Once you have read the entries, copy all of them exactly.

(Beginning of Data provided)

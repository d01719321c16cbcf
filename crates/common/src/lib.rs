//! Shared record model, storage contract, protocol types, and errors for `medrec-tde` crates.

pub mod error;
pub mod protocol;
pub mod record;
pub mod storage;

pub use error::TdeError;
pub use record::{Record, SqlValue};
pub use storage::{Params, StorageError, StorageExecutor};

(End of Data provided)

* **Result of the exercise**
repository d01719321c16cbcf
filename crates/common/src/lib.rs
//! Shared record model, storage contract, protocol types, and errors for `medrec-tde` crates.

pub mod error;
pub mod protocol;
pub mod record;
pub mod storage;

pub use error::TdeError;
pub use record::{Record, SqlValue};
pub use storage::{Params, StorageError, StorageExecutor};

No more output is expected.